Stored items:
####
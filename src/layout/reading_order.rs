//! Reading-order detection.
//!
//! A two-level XY-cut over each page's blocks, figures and shapes. The
//! first level applies *primary* cuts: x-cuts at rotation or writing-mode
//! changes and y-cuts that fence off title, author and marginal blocks (or
//! follow a page-wide horizontal rule). The second level is the generic
//! recursive XY-cut with permissive policies. The terminal groups, sorted
//! top to bottom, yield the new block order of the page.

use log::debug;

use crate::config::Config;
use crate::geometry::{Rotation, WritingMode};
use crate::layout::xy_cut::{self, Cut};
use crate::model::{BlockId, Document, Element, SemanticRole};

/// Re-orders each page's blocks into natural reading order.
pub struct ReadingOrderDetector<'a> {
    config: &'a Config,
}

/// The bounding box of a page's element set, for mid-line computations.
#[derive(Debug, Clone, Copy)]
struct PageExtent {
    min_x: f64,
    min_y: f64,
    max_x: f64,
    max_y: f64,
}

impl PageExtent {
    fn of(elements: &[Element], doc: &Document) -> Self {
        let mut extent = Self {
            min_x: f64::MAX,
            min_y: f64::MAX,
            max_x: f64::MIN,
            max_y: f64::MIN,
        };
        for element in elements {
            let pos = element.pos(doc);
            extent.min_x = extent.min_x.min(pos.left_x);
            extent.min_y = extent.min_y.min(pos.upper_y);
            extent.max_x = extent.max_x.max(pos.right_x);
            extent.max_y = extent.max_y.max(pos.lower_y);
        }
        extent
    }

    fn mid_x(&self) -> f64 {
        self.min_x + (self.max_x - self.min_x) / 2.0
    }

    fn mid_y(&self) -> f64 {
        self.min_y + (self.max_y - self.min_y) / 2.0
    }
}

impl<'a> ReadingOrderDetector<'a> {
    /// Create the stage.
    pub fn new(config: &'a Config) -> Self {
        Self { config }
    }

    /// Run reading-order detection over the whole document.
    pub fn process(&self, doc: &mut Document) {
        for page_idx in 0..doc.pages.len() {
            self.process_page(doc, page_idx);
        }
    }

    fn process_page(&self, doc: &mut Document, page_idx: usize) {
        let page = &doc.pages[page_idx];
        let mut elements: Vec<Element> =
            Vec::with_capacity(page.blocks.len() + page.figures.len() + page.shapes.len());
        elements.extend(page.blocks.iter().map(|&id| Element::Block(id)));
        elements.extend(page.figures.iter().map(|&id| Element::Figure(id)));
        elements.extend(page.shapes.iter().map(|&id| Element::Shape(id)));

        if elements.is_empty() {
            return;
        }

        let extent = PageExtent::of(&elements, doc);
        let min_x_gap = self.config.min_x_cut_gap_width_factor * doc.most_freq_word_distance;
        let min_y_gap = self.config.min_y_cut_gap_height;

        let choose_primary_x = |cuts: &mut [Cut], _: &[Element], doc: &Document, _: bool| {
            self.choose_primary_x_cuts(cuts, doc, extent);
        };
        let choose_primary_y = |cuts: &mut [Cut], _: &[Element], doc: &Document, _: bool| {
            self.choose_primary_y_cuts(cuts, doc, extent);
        };
        let choose_x = |cuts: &mut [Cut], _: &[Element], _: &Document, _: bool| {
            for cut in cuts {
                cut.is_chosen = true;
            }
        };
        let choose_y = |cuts: &mut [Cut], elements: &[Element], doc: &Document, _: bool| {
            let feasible = |slice: &[Element], doc: &Document| {
                xy_cut::x_cut(slice, doc, min_x_gap, 0, &choose_x, true, None, None)
            };
            xy_cut::choose_y_cuts_by_partner_search(cuts, elements, doc, &feasible);
        };

        // Level one: primary x-cuts, then primary y-cuts per column.
        let mut primary_x_groups = Vec::new();
        xy_cut::x_cut(
            &elements,
            doc,
            min_x_gap,
            0,
            &choose_primary_x,
            false,
            Some(&mut primary_x_groups),
            None,
        );

        let mut groups: Vec<Vec<Element>> = Vec::new();
        for x_group in primary_x_groups {
            let mut primary_y_groups = Vec::new();
            xy_cut::y_cut(
                &x_group,
                doc,
                min_y_gap,
                &choose_primary_y,
                false,
                Some(&mut primary_y_groups),
                None,
            );

            // Level two: the generic recursive XY-cut.
            for y_group in primary_y_groups {
                xy_cut::xy_cut(
                    &y_group,
                    doc,
                    min_x_gap,
                    min_y_gap,
                    0,
                    &choose_x,
                    &choose_y,
                    false,
                    &mut groups,
                    None,
                );
            }
        }

        // Within each terminal group, read top to bottom; concatenating
        // the groups yields the page's reading order.
        let mut ordered_blocks: Vec<BlockId> = Vec::new();
        for group in &mut groups {
            group.sort_by(|a, b| a.pos(doc).upper_y.total_cmp(&b.pos(doc).upper_y));
            ordered_blocks.extend(group.iter().filter_map(Element::as_block));
        }

        if self.config.log_page_enabled(doc.pages[page_idx].page_num) {
            debug!(
                "page {}: reading order over {} block(s)",
                doc.pages[page_idx].page_num,
                ordered_blocks.len()
            );
        }
        for (rank, &block_id) in ordered_blocks.iter().enumerate() {
            doc.blocks[block_id.0].rank = rank;
        }
        doc.pages[page_idx].blocks = ordered_blocks;
    }

    fn choose_primary_x_cuts(&self, cuts: &mut [Cut], doc: &Document, extent: PageExtent) {
        for cut in cuts {
            let block_before = cut.element_before.and_then(|e| e.as_block());
            let block_after = cut.element_after.and_then(|e| e.as_block());

            if let Some(id) = block_before {
                if self.is_rotated_or_vertical(doc, id) {
                    cut.is_chosen = true;
                    continue;
                }
            }
            if let Some(id) = block_after {
                if self.is_rotated_or_vertical(doc, id) {
                    cut.is_chosen = true;
                    continue;
                }
            }

            if let (Some(left), Some(right)) = (block_before, block_after) {
                let left_pos = &doc.blocks[left.0].pos;
                let right_pos = &doc.blocks[right.0].pos;
                if left_pos.writing_mode != right_pos.writing_mode
                    || left_pos.rotation != right_pos.rotation
                {
                    cut.is_chosen = true;
                    continue;
                }
            }

            // A tall non-text element spanning the vertical middle of the
            // page elements acts as a visual column separator.
            for element in [cut.element_before, cut.element_after].into_iter().flatten() {
                if !element.is_non_text() {
                    continue;
                }
                let pos = element.pos(doc);
                if pos.height() > 10.0 * doc.avg_char_height
                    && pos.upper_y < extent.mid_y()
                    && pos.lower_y > extent.mid_y()
                {
                    cut.is_chosen = true;
                    break;
                }
            }
        }
    }

    fn choose_primary_y_cuts(&self, cuts: &mut [Cut], doc: &Document, extent: PageExtent) {
        for cut in cuts {
            let role_above = cut
                .element_before
                .and_then(|e| e.as_block())
                .map(|id| doc.blocks[id.0].role);
            let role_below = cut
                .element_after
                .and_then(|e| e.as_block())
                .map(|id| doc.blocks[id.0].role);

            // A boundary where exactly one side is a title, author-info or
            // marginal block separates front matter from body text.
            let asymmetric = [
                SemanticRole::Title,
                SemanticRole::AuthorInfo,
                SemanticRole::Marginal,
            ]
            .iter()
            .any(|&role| (role_above == Some(role)) != (role_below == Some(role)));
            if asymmetric {
                cut.is_chosen = true;
                continue;
            }

            // A wide non-text element spanning the horizontal middle is a
            // rule that visually separates the regions above and below.
            for element in [cut.element_before, cut.element_after].into_iter().flatten() {
                if !element.is_non_text() {
                    continue;
                }
                let pos = element.pos(doc);
                if pos.width() > 10.0 * doc.avg_char_width
                    && pos.left_x < extent.mid_x()
                    && pos.right_x > extent.mid_x()
                {
                    cut.is_chosen = true;
                    break;
                }
            }
        }
    }

    fn is_rotated_or_vertical(&self, doc: &Document, id: BlockId) -> bool {
        let pos = &doc.blocks[id.0].pos;
        pos.rotation != Rotation::None || pos.writing_mode != WritingMode::Horizontal
    }
}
####
> **Your assignment**
Scan the entries above for the word "BlockId" and collect each line holding it.

> **Response to this exercise**
use crate::model::{BlockId, Document, Element, SemanticRole};
        let mut ordered_blocks: Vec<BlockId> = Vec::new();
    fn is_rotated_or_vertical(&self, doc: &Document, id: BlockId) -> bool {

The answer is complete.